### [Supplied information]
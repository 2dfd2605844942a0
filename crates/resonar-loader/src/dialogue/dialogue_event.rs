use std::fmt;
use std::sync::Arc;

use parking_lot::Mutex;
use resonar_core::alloc::HashMap;
use resonar_cooked::{
    AudioNodeLoading, DialogueEventCookedData, GroupValueCookedData,
    LocalizedDialogueEventCookedData, select_language,
};
use resonar_test_utils::{CandidateCallback, DynamicDialogue};

use super::{AudioNodeObject, build_argument_values};
use crate::error::{LoaderError, LoaderResult};
use crate::handle::DialogueEventPtr;
use crate::loader::ResourceLoader;
use crate::promise::{Completion, when_all};

/// A dialogue event and the audio nodes its resolutions produced.
///
/// Resolution asks the engine for an audio node id given a set of switch or
/// state arguments, then hands out the [`AudioNodeObject`] for that id,
/// creating and caching it on first use.
pub struct DialogueEvent {
    cooked: LocalizedDialogueEventCookedData,
    loader: ResourceLoader,
    engine: Arc<dyn DynamicDialogue>,
    loaded: Mutex<Option<DialogueEventPtr>>,
    local_nodes: Mutex<HashMap<u32, Arc<AudioNodeObject>>>,
}

impl DialogueEvent {
    pub fn new(
        cooked: LocalizedDialogueEventCookedData,
        loader: ResourceLoader,
        engine: Arc<dyn DynamicDialogue>,
    ) -> Self {
        Self {
            cooked,
            loader,
            engine,
            loaded: Mutex::new(None),
            local_nodes: Mutex::new(HashMap::new()),
        }
    }

    pub fn dialogue_event_id(&self) -> u32 {
        self.cooked.dialogue_event_id
    }

    pub fn cooked(&self) -> &LocalizedDialogueEventCookedData {
        &self.cooked
    }

    pub fn is_loaded(&self) -> bool {
        self.loaded.lock().as_ref().is_some_and(|node| node.is_loaded())
    }

    /// Load the event's own leaves, then every audio node marked
    /// [`AudioNodeLoading::AlwaysLoad`]. Blocks until done.
    ///
    /// Never call this from a loader worker thread.
    pub fn load_data(&self) -> bool {
        self.unload_data().wait();

        let Some(entry) = self.loader.create_list_entry(&self.cooked) else {
            tracing::warn!("Could not create an entry for {}", self.debug_name());
            return false;
        };
        let Some(node) = self.loader.load(entry).wait() else {
            tracing::warn!("Loading {} was cancelled", self.debug_name());
            return false;
        };
        let loaded = node.is_loaded();
        *self.loaded.lock() = Some(node);

        let always_load: Vec<u32> = self
            .current_cooked()
            .map(|cooked| {
                cooked
                    .audio_nodes
                    .values()
                    .filter(|node| node.audio_node_loading == AudioNodeLoading::AlwaysLoad)
                    .map(|node| node.audio_node_id)
                    .collect()
            })
            .unwrap_or_default();
        let pending: Vec<Completion<bool>> = always_load
            .into_iter()
            .filter_map(|id| self.fetch_audio_node_object(id))
            .filter(|object| !object.is_loaded())
            .map(|object| object.load_data())
            .collect();
        for completion in pending {
            completion.wait();
        }
        loaded
    }

    /// Unload the event and forget the audio node objects it handed out.
    ///
    /// An object is only unloaded here if this event is its last holder;
    /// objects shared with other events or callers stay as they are.
    pub fn unload_data(&self) -> Completion<()> {
        let local = std::mem::take(&mut *self.local_nodes.lock());
        let mut pending: Vec<Completion<()>> = local
            .into_values()
            .filter(|object| Arc::strong_count(object) == 1)
            .map(|object| object.unload_data().map(move |()| drop(object)))
            .collect();
        if let Some(node) = self.loaded.lock().take() {
            pending.push(self.loader.unload(node));
        }
        when_all(pending)
    }

    /// Resolve with unordered arguments.
    pub fn resolve_arguments(
        &self,
        arguments: &[&GroupValueCookedData],
    ) -> Option<Arc<AudioNodeObject>> {
        let arguments: Vec<_> = arguments.iter().copied().map(Some).collect();
        self.resolve(&arguments, false, None)
    }

    /// Resolve with one argument per declared position; `None` stands for
    /// "any".
    pub fn resolve_ordered_arguments(
        &self,
        arguments: &[Option<&GroupValueCookedData>],
    ) -> Option<Arc<AudioNodeObject>> {
        self.resolve(arguments, true, None)
    }

    /// Resolve to an audio node object, loading it if its policy says so.
    ///
    /// `candidate` can veto each path the engine considers. Failures are
    /// logged and yield `None`; see [`DialogueEvent::try_resolve`].
    pub fn resolve(
        &self,
        arguments: &[Option<&GroupValueCookedData>],
        ordered: bool,
        candidate: Option<&mut CandidateCallback<'_>>,
    ) -> Option<Arc<AudioNodeObject>> {
        match self.try_resolve(arguments, ordered, candidate) {
            Ok(object) => Some(object),
            Err(e) => {
                tracing::error!("{}: {}", self.debug_name(), e);
                None
            }
        }
    }

    pub fn try_resolve(
        &self,
        arguments: &[Option<&GroupValueCookedData>],
        ordered: bool,
        candidate: Option<&mut CandidateCallback<'_>>,
    ) -> LoaderResult<Arc<AudioNodeObject>> {
        if self.loaded.lock().is_none() {
            return Err(LoaderError::NotLoaded {
                name: self.debug_name(),
            });
        }

        let values = build_argument_values(&self.cooked.required_arguments, arguments, ordered)?;
        let mut accept_all = |_: u32, _: u32| true;
        let candidate: &mut CandidateCallback<'_> = match candidate {
            Some(candidate) => candidate,
            None => &mut accept_all,
        };

        let dialogue_event_id = self.cooked.dialogue_event_id;
        let audio_node_id = self
            .engine
            .resolve_dialogue_event(dialogue_event_id, &values, candidate);
        if audio_node_id == resonar_cooked::INVALID_ID {
            return Err(LoaderError::ResolveFailed { dialogue_event_id });
        }

        let object = self
            .fetch_audio_node_object(audio_node_id)
            .ok_or(LoaderError::UnknownAudioNode {
                dialogue_event_id,
                audio_node_id,
            })?;
        if object.loading_policy().loads_on_resolve() && !object.is_loaded() {
            let name = object.cooked().debug_string();
            object.load_data().then(move |loaded| {
                if !loaded {
                    tracing::warn!("Loading {} on resolve failed", name);
                }
            });
        }
        Ok(object)
    }

    /// Find or create the object for `audio_node_id`.
    ///
    /// Lookup order: the loader-wide cache, this event's cache, this event's
    /// id-0 template, then the cooked candidates.
    fn fetch_audio_node_object(&self, audio_node_id: u32) -> Option<Arc<AudioNodeObject>> {
        let known = self.loader.known_audio_nodes();
        if audio_node_id != resonar_cooked::INVALID_ID {
            if let Some(object) = known.get(audio_node_id) {
                self.local_nodes
                    .lock()
                    .entry(audio_node_id)
                    .or_insert_with(|| object.clone());
                return Some(object);
            }
        }

        let mut local = self.local_nodes.lock();
        if let Some(object) = local.get(&audio_node_id) {
            return Some(object.clone());
        }

        let cooked = match local.get(&resonar_cooked::INVALID_ID) {
            Some(template) => template.cooked().with_id(audio_node_id),
            None => {
                let dialogue = self.current_cooked()?;
                let Some(candidate) = dialogue.audio_nodes.values().find(|node| {
                    node.audio_node_id == resonar_cooked::INVALID_ID
                        || node.audio_node_id == audio_node_id
                }) else {
                    tracing::warn!(
                        "{}: no audio node candidate for {}",
                        self.debug_name(),
                        audio_node_id
                    );
                    return None;
                };
                candidate.with_id(audio_node_id)
            }
        };

        tracing::trace!("Creating audio node object {}", cooked.debug_string());
        let object = Arc::new(AudioNodeObject::new(cooked, self.loader.clone()));
        local.insert(audio_node_id, object.clone());
        if audio_node_id != resonar_cooked::INVALID_ID {
            known.insert(audio_node_id, &object);
        }
        Some(object)
    }

    /// The language variant currently loaded, or the configured one.
    fn current_cooked(&self) -> Option<&DialogueEventCookedData> {
        let language = match self.loaded.lock().as_ref() {
            Some(node) => node.language().clone(),
            None => self.loader.config().language.clone(),
        };
        select_language(&self.cooked.dialogue_event_language_map, &language)
            .map(|(_, cooked)| cooked)
    }

    fn debug_name(&self) -> String {
        format!(
            "DialogueEvent {} ({})",
            self.cooked.debug_name, self.cooked.dialogue_event_id
        )
    }
}

impl Drop for DialogueEvent {
    fn drop(&mut self) {
        if let Some(node) = self.loaded.get_mut().take() {
            let _ = self.loader.unload(node);
        }
    }
}

impl fmt::Debug for DialogueEvent {
    fn fmt(&self, f: &mut fmt::Formatter<'_>) -> fmt::Result {
        let loaded = self.loaded.lock().is_some();
        let audio_nodes = self.local_nodes.lock().len();
        f.debug_struct("DialogueEvent")
            .field("dialogue_event", &self.debug_name())
            .field("loaded", &loaded)
            .field("audio_nodes", &audio_nodes)
            .finish()
    }
}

### [The problem]
From the listing above, copy every line where the string "impl" is found.

### [Response area]
impl DialogueEvent {
impl Drop for DialogueEvent {
impl fmt::Debug for DialogueEvent {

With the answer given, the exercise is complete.